| Exercise prompt |
What is needed here is an exact copy of every entry.
Segment Start: The data
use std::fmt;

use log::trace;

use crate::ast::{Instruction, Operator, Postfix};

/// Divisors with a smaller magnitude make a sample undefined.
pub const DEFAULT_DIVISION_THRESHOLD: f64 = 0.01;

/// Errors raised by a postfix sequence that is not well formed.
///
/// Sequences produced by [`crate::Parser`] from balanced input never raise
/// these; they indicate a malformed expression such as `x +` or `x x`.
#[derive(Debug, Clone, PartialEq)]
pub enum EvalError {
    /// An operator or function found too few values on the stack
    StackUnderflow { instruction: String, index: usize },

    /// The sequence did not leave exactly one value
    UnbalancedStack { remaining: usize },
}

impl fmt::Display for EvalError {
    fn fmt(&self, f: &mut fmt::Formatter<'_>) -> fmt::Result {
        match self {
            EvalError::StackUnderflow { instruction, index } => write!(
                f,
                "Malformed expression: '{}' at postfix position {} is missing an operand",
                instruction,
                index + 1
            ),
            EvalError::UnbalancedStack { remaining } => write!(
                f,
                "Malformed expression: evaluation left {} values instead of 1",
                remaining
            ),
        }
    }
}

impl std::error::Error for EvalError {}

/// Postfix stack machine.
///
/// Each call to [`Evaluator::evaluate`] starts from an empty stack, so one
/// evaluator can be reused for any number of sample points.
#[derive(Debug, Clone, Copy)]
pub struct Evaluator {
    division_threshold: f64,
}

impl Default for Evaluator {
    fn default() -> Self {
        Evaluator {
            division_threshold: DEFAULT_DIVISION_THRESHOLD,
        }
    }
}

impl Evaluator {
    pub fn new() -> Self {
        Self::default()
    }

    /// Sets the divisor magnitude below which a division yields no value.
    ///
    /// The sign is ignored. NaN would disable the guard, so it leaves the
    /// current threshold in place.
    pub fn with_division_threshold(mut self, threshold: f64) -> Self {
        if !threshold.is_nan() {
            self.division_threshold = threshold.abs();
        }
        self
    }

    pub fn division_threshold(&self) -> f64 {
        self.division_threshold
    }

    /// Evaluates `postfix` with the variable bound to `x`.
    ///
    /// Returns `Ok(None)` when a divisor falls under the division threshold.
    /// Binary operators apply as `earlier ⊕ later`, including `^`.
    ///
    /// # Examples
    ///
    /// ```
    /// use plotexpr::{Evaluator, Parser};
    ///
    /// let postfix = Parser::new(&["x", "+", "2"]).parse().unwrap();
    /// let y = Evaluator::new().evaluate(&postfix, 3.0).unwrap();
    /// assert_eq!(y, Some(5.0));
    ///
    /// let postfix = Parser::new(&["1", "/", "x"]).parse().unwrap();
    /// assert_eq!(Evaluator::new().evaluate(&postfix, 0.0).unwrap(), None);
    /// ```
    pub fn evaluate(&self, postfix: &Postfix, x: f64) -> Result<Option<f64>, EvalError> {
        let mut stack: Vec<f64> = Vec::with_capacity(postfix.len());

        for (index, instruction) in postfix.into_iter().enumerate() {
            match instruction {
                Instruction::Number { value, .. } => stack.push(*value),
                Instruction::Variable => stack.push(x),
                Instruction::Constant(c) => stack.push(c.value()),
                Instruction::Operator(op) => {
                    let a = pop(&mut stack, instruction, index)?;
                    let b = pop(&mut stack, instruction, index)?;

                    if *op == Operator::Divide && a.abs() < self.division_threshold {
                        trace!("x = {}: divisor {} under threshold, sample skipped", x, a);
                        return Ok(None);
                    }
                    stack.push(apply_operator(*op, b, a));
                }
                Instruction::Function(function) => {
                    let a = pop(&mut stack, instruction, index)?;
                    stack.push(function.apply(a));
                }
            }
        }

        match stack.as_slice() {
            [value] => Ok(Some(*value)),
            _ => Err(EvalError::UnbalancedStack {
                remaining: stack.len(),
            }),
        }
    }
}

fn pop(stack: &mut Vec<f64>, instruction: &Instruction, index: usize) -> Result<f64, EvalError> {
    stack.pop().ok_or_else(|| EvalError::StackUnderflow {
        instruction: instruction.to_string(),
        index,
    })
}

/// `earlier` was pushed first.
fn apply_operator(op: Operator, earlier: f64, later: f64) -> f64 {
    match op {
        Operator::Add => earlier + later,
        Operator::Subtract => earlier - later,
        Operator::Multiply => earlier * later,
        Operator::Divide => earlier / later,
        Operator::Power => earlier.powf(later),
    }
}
Segment End: The data
| Written solution |
use std::fmt;

use log::trace;

use crate::ast::{Instruction, Operator, Postfix};

/// Divisors with a smaller magnitude make a sample undefined.
pub const DEFAULT_DIVISION_THRESHOLD: f64 = 0.01;

/// Errors raised by a postfix sequence that is not well formed.
///
/// Sequences produced by [`crate::Parser`] from balanced input never raise
/// these; they indicate a malformed expression such as `x +` or `x x`.
#[derive(Debug, Clone, PartialEq)]
pub enum EvalError {
    /// An operator or function found too few values on the stack
    StackUnderflow { instruction: String, index: usize },

    /// The sequence did not leave exactly one value
    UnbalancedStack { remaining: usize },
}

impl fmt::Display for EvalError {
    fn fmt(&self, f: &mut fmt::Formatter<'_>) -> fmt::Result {
        match self {
            EvalError::StackUnderflow { instruction, index } => write!(
                f,
                "Malformed expression: '{}' at postfix position {} is missing an operand",
                instruction,
                index + 1
            ),
            EvalError::UnbalancedStack { remaining } => write!(
                f,
                "Malformed expression: evaluation left {} values instead of 1",
                remaining
            ),
        }
    }
}

impl std::error::Error for EvalError {}

/// Postfix stack machine.
///
/// Each call to [`Evaluator::evaluate`] starts from an empty stack, so one
/// evaluator can be reused for any number of sample points.
#[derive(Debug, Clone, Copy)]
pub struct Evaluator {
    division_threshold: f64,
}

impl Default for Evaluator {
    fn default() -> Self {
        Evaluator {
            division_threshold: DEFAULT_DIVISION_THRESHOLD,
        }
    }
}

impl Evaluator {
    pub fn new() -> Self {
        Self::default()
    }

    /// Sets the divisor magnitude below which a division yields no value.
    ///
    /// The sign is ignored. NaN would disable the guard, so it leaves the
    /// current threshold in place.
    pub fn with_division_threshold(mut self, threshold: f64) -> Self {
        if !threshold.is_nan() {
            self.division_threshold = threshold.abs();
        }
        self
    }

    pub fn division_threshold(&self) -> f64 {
        self.division_threshold
    }

    /// Evaluates `postfix` with the variable bound to `x`.
    ///
    /// Returns `Ok(None)` when a divisor falls under the division threshold.
    /// Binary operators apply as `earlier ⊕ later`, including `^`.
    ///
    /// # Examples
    ///
    /// ```
    /// use plotexpr::{Evaluator, Parser};
    ///
    /// let postfix = Parser::new(&["x", "+", "2"]).parse().unwrap();
    /// let y = Evaluator::new().evaluate(&postfix, 3.0).unwrap();
    /// assert_eq!(y, Some(5.0));
    ///
    /// let postfix = Parser::new(&["1", "/", "x"]).parse().unwrap();
    /// assert_eq!(Evaluator::new().evaluate(&postfix, 0.0).unwrap(), None);
    /// ```
    pub fn evaluate(&self, postfix: &Postfix, x: f64) -> Result<Option<f64>, EvalError> {
        let mut stack: Vec<f64> = Vec::with_capacity(postfix.len());

        for (index, instruction) in postfix.into_iter().enumerate() {
            match instruction {
                Instruction::Number { value, .. } => stack.push(*value),
                Instruction::Variable => stack.push(x),
                Instruction::Constant(c) => stack.push(c.value()),
                Instruction::Operator(op) => {
                    let a = pop(&mut stack, instruction, index)?;
                    let b = pop(&mut stack, instruction, index)?;

                    if *op == Operator::Divide && a.abs() < self.division_threshold {
                        trace!("x = {}: divisor {} under threshold, sample skipped", x, a);
                        return Ok(None);
                    }
                    stack.push(apply_operator(*op, b, a));
                }
                Instruction::Function(function) => {
                    let a = pop(&mut stack, instruction, index)?;
                    stack.push(function.apply(a));
                }
            }
        }

        match stack.as_slice() {
            [value] => Ok(Some(*value)),
            _ => Err(EvalError::UnbalancedStack {
                remaining: stack.len(),
            }),
        }
    }
}

fn pop(stack: &mut Vec<f64>, instruction: &Instruction, index: usize) -> Result<f64, EvalError> {
    stack.pop().ok_or_else(|| EvalError::StackUnderflow {
        instruction: instruction.to_string(),
        index,
    })
}

/// `earlier` was pushed first.
fn apply_operator(op: Operator, earlier: f64, later: f64) -> f64 {
    match op {
        Operator::Add => earlier + later,
        Operator::Subtract => earlier - later,
        Operator::Multiply => earlier * later,
        Operator::Divide => earlier / later,
        Operator::Power => earlier.powf(later),
    }
}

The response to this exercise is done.